▸ DESCRIPTION OF THE TASK
Reproduce all the entries exactly.

[GIVEN INFORMATION]

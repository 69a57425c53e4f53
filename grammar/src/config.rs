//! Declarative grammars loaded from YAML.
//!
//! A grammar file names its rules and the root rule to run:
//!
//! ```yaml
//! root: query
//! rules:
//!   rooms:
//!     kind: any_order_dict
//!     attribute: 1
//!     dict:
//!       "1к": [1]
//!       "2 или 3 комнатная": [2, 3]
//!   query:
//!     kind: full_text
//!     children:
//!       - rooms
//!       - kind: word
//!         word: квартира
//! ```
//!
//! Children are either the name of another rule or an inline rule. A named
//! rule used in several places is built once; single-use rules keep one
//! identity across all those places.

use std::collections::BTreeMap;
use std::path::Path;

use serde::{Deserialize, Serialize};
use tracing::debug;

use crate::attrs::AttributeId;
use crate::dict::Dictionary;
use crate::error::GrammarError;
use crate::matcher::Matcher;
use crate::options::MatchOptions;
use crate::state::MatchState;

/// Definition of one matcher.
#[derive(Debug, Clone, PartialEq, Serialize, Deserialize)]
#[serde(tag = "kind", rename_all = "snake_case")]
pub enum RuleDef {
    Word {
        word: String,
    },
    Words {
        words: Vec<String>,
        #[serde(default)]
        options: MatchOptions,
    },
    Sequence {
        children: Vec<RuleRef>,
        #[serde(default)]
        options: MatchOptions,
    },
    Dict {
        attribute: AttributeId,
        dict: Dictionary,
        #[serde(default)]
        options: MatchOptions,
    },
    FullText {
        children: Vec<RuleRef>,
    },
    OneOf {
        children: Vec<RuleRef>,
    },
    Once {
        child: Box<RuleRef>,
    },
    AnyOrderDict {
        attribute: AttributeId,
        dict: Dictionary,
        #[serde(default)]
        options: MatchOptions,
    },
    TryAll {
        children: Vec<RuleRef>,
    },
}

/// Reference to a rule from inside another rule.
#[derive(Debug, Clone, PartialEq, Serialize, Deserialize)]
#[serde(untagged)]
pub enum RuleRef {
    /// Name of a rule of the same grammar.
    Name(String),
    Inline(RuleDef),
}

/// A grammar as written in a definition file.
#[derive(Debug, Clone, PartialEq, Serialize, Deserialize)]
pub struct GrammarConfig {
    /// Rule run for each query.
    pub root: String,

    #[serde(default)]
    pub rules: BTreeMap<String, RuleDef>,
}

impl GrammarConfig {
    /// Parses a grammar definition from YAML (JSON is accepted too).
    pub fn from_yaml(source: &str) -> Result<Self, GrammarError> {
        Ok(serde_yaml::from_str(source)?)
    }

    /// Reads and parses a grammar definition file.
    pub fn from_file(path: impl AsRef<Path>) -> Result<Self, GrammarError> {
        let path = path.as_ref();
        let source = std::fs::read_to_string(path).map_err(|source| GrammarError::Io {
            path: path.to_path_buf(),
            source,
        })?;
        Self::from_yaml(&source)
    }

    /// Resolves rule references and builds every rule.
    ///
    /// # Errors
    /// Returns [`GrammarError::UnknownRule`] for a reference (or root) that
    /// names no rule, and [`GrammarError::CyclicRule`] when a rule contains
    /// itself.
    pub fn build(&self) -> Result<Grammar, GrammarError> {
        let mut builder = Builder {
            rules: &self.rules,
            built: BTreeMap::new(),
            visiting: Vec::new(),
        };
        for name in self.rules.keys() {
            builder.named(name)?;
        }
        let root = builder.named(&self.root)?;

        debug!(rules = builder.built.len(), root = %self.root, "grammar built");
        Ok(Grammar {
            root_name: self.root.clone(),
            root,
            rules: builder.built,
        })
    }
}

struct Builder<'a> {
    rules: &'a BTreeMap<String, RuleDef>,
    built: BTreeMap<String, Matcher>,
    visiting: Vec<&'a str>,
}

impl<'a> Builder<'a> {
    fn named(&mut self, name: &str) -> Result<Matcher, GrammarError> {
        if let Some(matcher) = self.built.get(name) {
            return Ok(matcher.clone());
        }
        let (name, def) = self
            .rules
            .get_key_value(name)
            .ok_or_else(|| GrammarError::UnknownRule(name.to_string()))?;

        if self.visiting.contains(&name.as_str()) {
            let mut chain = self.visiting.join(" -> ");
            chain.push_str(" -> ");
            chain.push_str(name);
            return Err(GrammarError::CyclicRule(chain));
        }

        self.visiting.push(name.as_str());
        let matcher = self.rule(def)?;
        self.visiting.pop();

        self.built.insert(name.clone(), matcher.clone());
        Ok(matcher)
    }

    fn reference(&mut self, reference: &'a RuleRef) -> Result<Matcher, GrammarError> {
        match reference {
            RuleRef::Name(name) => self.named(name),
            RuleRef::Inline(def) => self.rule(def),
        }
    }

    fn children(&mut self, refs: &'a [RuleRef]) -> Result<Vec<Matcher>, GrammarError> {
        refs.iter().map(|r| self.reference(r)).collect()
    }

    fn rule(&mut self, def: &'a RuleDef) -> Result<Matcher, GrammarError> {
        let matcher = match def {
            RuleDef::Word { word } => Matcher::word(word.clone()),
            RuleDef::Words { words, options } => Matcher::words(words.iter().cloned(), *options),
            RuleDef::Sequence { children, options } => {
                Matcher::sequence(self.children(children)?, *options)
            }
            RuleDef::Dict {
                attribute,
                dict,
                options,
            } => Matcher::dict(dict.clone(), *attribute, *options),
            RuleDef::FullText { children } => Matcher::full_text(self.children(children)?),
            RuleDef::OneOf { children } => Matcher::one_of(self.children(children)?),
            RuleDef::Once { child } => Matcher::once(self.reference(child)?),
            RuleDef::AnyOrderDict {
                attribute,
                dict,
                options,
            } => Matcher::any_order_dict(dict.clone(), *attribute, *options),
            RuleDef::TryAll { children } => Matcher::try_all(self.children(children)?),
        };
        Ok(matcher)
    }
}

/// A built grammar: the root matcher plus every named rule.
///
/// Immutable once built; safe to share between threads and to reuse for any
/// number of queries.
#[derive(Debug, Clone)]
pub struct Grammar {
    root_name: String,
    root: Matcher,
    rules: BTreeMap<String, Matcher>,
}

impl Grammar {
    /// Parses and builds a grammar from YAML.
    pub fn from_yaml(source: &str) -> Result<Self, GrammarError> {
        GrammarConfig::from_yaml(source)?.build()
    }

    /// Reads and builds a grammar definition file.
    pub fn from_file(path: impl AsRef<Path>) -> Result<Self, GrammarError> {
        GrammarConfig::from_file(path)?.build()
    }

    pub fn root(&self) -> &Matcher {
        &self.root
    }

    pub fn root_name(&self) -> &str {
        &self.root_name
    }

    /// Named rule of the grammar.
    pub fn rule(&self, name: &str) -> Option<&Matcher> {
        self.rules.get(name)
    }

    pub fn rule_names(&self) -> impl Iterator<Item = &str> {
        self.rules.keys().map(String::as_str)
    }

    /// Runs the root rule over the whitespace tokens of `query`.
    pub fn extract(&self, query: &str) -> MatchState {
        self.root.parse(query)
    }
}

[/GIVEN INFORMATION]

▸ OUTPUT
repository 69a57425c53e4f53
filename grammar/src/config.rs
//! Declarative grammars loaded from YAML.
//!
//! A grammar file names its rules and the root rule to run:
//!
//! ```yaml
//! root: query
//! rules:
//!   rooms:
//!     kind: any_order_dict
//!     attribute: 1
//!     dict:
//!       "1к": [1]
//!       "2 или 3 комнатная": [2, 3]
//!   query:
//!     kind: full_text
//!     children:
//!       - rooms
//!       - kind: word
//!         word: квартира
//! ```
//!
//! Children are either the name of another rule or an inline rule. A named
//! rule used in several places is built once; single-use rules keep one
//! identity across all those places.

use std::collections::BTreeMap;
use std::path::Path;

use serde::{Deserialize, Serialize};
use tracing::debug;

use crate::attrs::AttributeId;
use crate::dict::Dictionary;
use crate::error::GrammarError;
use crate::matcher::Matcher;
use crate::options::MatchOptions;
use crate::state::MatchState;

/// Definition of one matcher.
#[derive(Debug, Clone, PartialEq, Serialize, Deserialize)]
#[serde(tag = "kind", rename_all = "snake_case")]
pub enum RuleDef {
    Word {
        word: String,
    },
    Words {
        words: Vec<String>,
        #[serde(default)]
        options: MatchOptions,
    },
    Sequence {
        children: Vec<RuleRef>,
        #[serde(default)]
        options: MatchOptions,
    },
    Dict {
        attribute: AttributeId,
        dict: Dictionary,
        #[serde(default)]
        options: MatchOptions,
    },
    FullText {
        children: Vec<RuleRef>,
    },
    OneOf {
        children: Vec<RuleRef>,
    },
    Once {
        child: Box<RuleRef>,
    },
    AnyOrderDict {
        attribute: AttributeId,
        dict: Dictionary,
        #[serde(default)]
        options: MatchOptions,
    },
    TryAll {
        children: Vec<RuleRef>,
    },
}

/// Reference to a rule from inside another rule.
#[derive(Debug, Clone, PartialEq, Serialize, Deserialize)]
#[serde(untagged)]
pub enum RuleRef {
    /// Name of a rule of the same grammar.
    Name(String),
    Inline(RuleDef),
}

/// A grammar as written in a definition file.
#[derive(Debug, Clone, PartialEq, Serialize, Deserialize)]
pub struct GrammarConfig {
    /// Rule run for each query.
    pub root: String,

    #[serde(default)]
    pub rules: BTreeMap<String, RuleDef>,
}

impl GrammarConfig {
    /// Parses a grammar definition from YAML (JSON is accepted too).
    pub fn from_yaml(source: &str) -> Result<Self, GrammarError> {
        Ok(serde_yaml::from_str(source)?)
    }

    /// Reads and parses a grammar definition file.
    pub fn from_file(path: impl AsRef<Path>) -> Result<Self, GrammarError> {
        let path = path.as_ref();
        let source = std::fs::read_to_string(path).map_err(|source| GrammarError::Io {
            path: path.to_path_buf(),
            source,
        })?;
        Self::from_yaml(&source)
    }

    /// Resolves rule references and builds every rule.
    ///
    /// # Errors
    /// Returns [`GrammarError::UnknownRule`] for a reference (or root) that
    /// names no rule, and [`GrammarError::CyclicRule`] when a rule contains
    /// itself.
    pub fn build(&self) -> Result<Grammar, GrammarError> {
        let mut builder = Builder {
            rules: &self.rules,
            built: BTreeMap::new(),
            visiting: Vec::new(),
        };
        for name in self.rules.keys() {
            builder.named(name)?;
        }
        let root = builder.named(&self.root)?;

        debug!(rules = builder.built.len(), root = %self.root, "grammar built");
        Ok(Grammar {
            root_name: self.root.clone(),
            root,
            rules: builder.built,
        })
    }
}

struct Builder<'a> {
    rules: &'a BTreeMap<String, RuleDef>,
    built: BTreeMap<String, Matcher>,
    visiting: Vec<&'a str>,
}

impl<'a> Builder<'a> {
    fn named(&mut self, name: &str) -> Result<Matcher, GrammarError> {
        if let Some(matcher) = self.built.get(name) {
            return Ok(matcher.clone());
        }
        let (name, def) = self
            .rules
            .get_key_value(name)
            .ok_or_else(|| GrammarError::UnknownRule(name.to_string()))?;

        if self.visiting.contains(&name.as_str()) {
            let mut chain = self.visiting.join(" -> ");
            chain.push_str(" -> ");
            chain.push_str(name);
            return Err(GrammarError::CyclicRule(chain));
        }

        self.visiting.push(name.as_str());
        let matcher = self.rule(def)?;
        self.visiting.pop();

        self.built.insert(name.clone(), matcher.clone());
        Ok(matcher)
    }

    fn reference(&mut self, reference: &'a RuleRef) -> Result<Matcher, GrammarError> {
        match reference {
            RuleRef::Name(name) => self.named(name),
            RuleRef::Inline(def) => self.rule(def),
        }
    }

    fn children(&mut self, refs: &'a [RuleRef]) -> Result<Vec<Matcher>, GrammarError> {
        refs.iter().map(|r| self.reference(r)).collect()
    }

    fn rule(&mut self, def: &'a RuleDef) -> Result<Matcher, GrammarError> {
        let matcher = match def {
            RuleDef::Word { word } => Matcher::word(word.clone()),
            RuleDef::Words { words, options } => Matcher::words(words.iter().cloned(), *options),
            RuleDef::Sequence { children, options } => {
                Matcher::sequence(self.children(children)?, *options)
            }
            RuleDef::Dict {
                attribute,
                dict,
                options,
            } => Matcher::dict(dict.clone(), *attribute, *options),
            RuleDef::FullText { children } => Matcher::full_text(self.children(children)?),
            RuleDef::OneOf { children } => Matcher::one_of(self.children(children)?),
            RuleDef::Once { child } => Matcher::once(self.reference(child)?),
            RuleDef::AnyOrderDict {
                attribute,
                dict,
                options,
            } => Matcher::any_order_dict(dict.clone(), *attribute, *options),
            RuleDef::TryAll { children } => Matcher::try_all(self.children(children)?),
        };
        Ok(matcher)
    }
}

/// A built grammar: the root matcher plus every named rule.
///
/// Immutable once built; safe to share between threads and to reuse for any
/// number of queries.
#[derive(Debug, Clone)]
pub struct Grammar {
    root_name: String,
    root: Matcher,
    rules: BTreeMap<String, Matcher>,
}

impl Grammar {
    /// Parses and builds a grammar from YAML.
    pub fn from_yaml(source: &str) -> Result<Self, GrammarError> {
        GrammarConfig::from_yaml(source)?.build()
    }

    /// Reads and builds a grammar definition file.
    pub fn from_file(path: impl AsRef<Path>) -> Result<Self, GrammarError> {
        GrammarConfig::from_file(path)?.build()
    }

    pub fn root(&self) -> &Matcher {
        &self.root
    }

    pub fn root_name(&self) -> &str {
        &self.root_name
    }

    /// Named rule of the grammar.
    pub fn rule(&self, name: &str) -> Option<&Matcher> {
        self.rules.get(name)
    }

    pub fn rule_names(&self) -> impl Iterator<Item = &str> {
        self.rules.keys().map(String::as_str)
    }

    /// Runs the root rule over the whitespace tokens of `query`.
    pub fn extract(&self, query: &str) -> MatchState {
        self.root.parse(query)
    }
}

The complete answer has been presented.